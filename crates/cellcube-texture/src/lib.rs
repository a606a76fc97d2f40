//! cellcube Texture Backend
//!
//! This crate generates seamless cube textures from 3D cellular noise. Six
//! faces are sampled from planes of the cube `[0, extent]^3`, oriented so
//! shared edges line up, and packed into one 4x2 atlas. A matching UV
//! generator maps a subdivided cube mesh onto the atlas cells.
//!
//! All output is byte-identical given the same parameters.
//!
//! # Features
//!
//! - **Cellular kernel**: F1/F2 distances and nearest-cell color
//! - **Noise variants**: flat cells, hard edges, rounded edges, transparent edges
//! - **Face sampling**: per-face axis selection and seam-aligning transforms
//! - **Atlas packing**: fixed 4x2 layout with sampler and placement metadata
//! - **UV mapping**: per-vertex UVs in mesh-builder order, vertex buffer patching
//! - **Deterministic PNG**: fixed compression settings, BLAKE3 hashes
//!
//! # Example
//!
//! ```no_run
//! use cellcube_spec::{AtlasParams, NoiseType};
//! use cellcube_texture::generate::{generate_atlas, save_atlas};
//! use cellcube_texture::uv::map_uv;
//! use std::path::Path;
//!
//! let mut params = AtlasParams::procedural(NoiseType::Rounded);
//! params.size = 128;
//! params.seed = 42;
//!
//! let result = generate_atlas(&params).unwrap();
//! save_atlas(&result, Path::new("output"), "atlas").unwrap();
//!
//! let uvs = map_uv(params.box_segs).unwrap();
//! assert_eq!(uvs.len(), 6 * 36);
//! ```

pub mod atlas;
pub mod buffer;
pub mod color;
pub mod face;
pub mod generate;
pub mod noise;
pub mod png;
pub mod rng;
pub mod uv;

// Re-export main types for convenience
pub use atlas::{compose, AtlasImage};
pub use buffer::{PixelBuffer, PixelFormat};
pub use color::Color;
pub use face::{sample_face, FaceDescriptor, FaceImage, SamplingGrid};
pub use generate::{
    generate_atlas, load_atlas, resolve_atlas, save_atlas, AtlasResult, GenerateError, SavedAtlas,
};
pub use noise::{CellularNoise, FeatureSample, NoiseField, NoiseVariant, Point3};
pub use png::{PngConfig, PngError};
pub use rng::DeterministicRng;
pub use uv::{map_uv, write_uvs, UvCoord, UvError, VertexLayout};
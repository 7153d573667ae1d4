//! Tetromino catalog: the seven shapes and the block color palette
//!
//! Shapes are given in grid units as (row, col) offsets from the spawn
//! anchor. Row increases downward, col increases rightward.

use ratatui::style::Color;

/// The 7 tetromino types
#[derive(Debug, Clone, Copy, PartialEq, Eq, Hash)]
pub enum TetrominoType {
    I, // long bar
    O, // square
    T, // T-shape
    S, // S-shape
    Z, // Z-shape
    J, // J-shape
    L, // L-shape
}

/// Colors a spawned piece may take, picked independently of its shape
pub const PALETTE: [Color; 7] = [
    Color::Cyan,
    Color::Yellow,
    Color::Magenta,
    Color::Green,
    Color::Red,
    Color::Blue,
    Color::Rgb(255, 165, 0), // Orange
];

impl TetrominoType {
    pub const ALL: [TetrominoType; 7] = [
        TetrominoType::I,
        TetrominoType::O,
        TetrominoType::T,
        TetrominoType::S,
        TetrominoType::Z,
        TetrominoType::J,
        TetrominoType::L,
    ];

    /// Block offsets at spawn orientation
    //
    //  I: ####    O: .##.    T: ###    S: .##    Z: ##.    J: #..    L: ..#
    //                .##.       .#.       ##.       .##       ###       ###
    pub fn offsets(&self) -> [(i32, i32); 4] {
        match self {
            TetrominoType::I => [(0, 0), (0, 1), (0, 2), (0, 3)],
            TetrominoType::O => [(0, 1), (0, 2), (1, 1), (1, 2)],
            TetrominoType::T => [(0, 0), (0, 1), (0, 2), (1, 1)],
            TetrominoType::S => [(0, 1), (0, 2), (1, 0), (1, 1)],
            TetrominoType::Z => [(0, 0), (0, 1), (1, 1), (1, 2)],
            TetrominoType::J => [(0, 0), (1, 0), (1, 1), (1, 2)],
            TetrominoType::L => [(0, 2), (1, 0), (1, 1), (1, 2)],
        }
    }

    /// Index into `offsets()` of the block the piece rotates about.
    /// The square has none and never rotates.
    pub fn pivot(&self) -> Option<usize> {
        match self {
            TetrominoType::O => None,
            TetrominoType::I | TetrominoType::T => Some(1),
            TetrominoType::S => Some(3),
            TetrominoType::Z | TetrominoType::J | TetrominoType::L => Some(2),
        }
    }

    /// Display name, used in logs
    pub fn name(&self) -> &'static str {
        match self {
            TetrominoType::I => "I",
            TetrominoType::O => "O",
            TetrominoType::T => "T",
            TetrominoType::S => "S",
            TetrominoType::Z => "Z",
            TetrominoType::J => "J",
            TetrominoType::L => "L",
        }
    }
}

Exercise: Report every line of the records that contains the word "Some".

The answer:
            TetrominoType::I | TetrominoType::T => Some(1),
            TetrominoType::S => Some(3),
            TetrominoType::Z | TetrominoType::J | TetrominoType::L => Some(2),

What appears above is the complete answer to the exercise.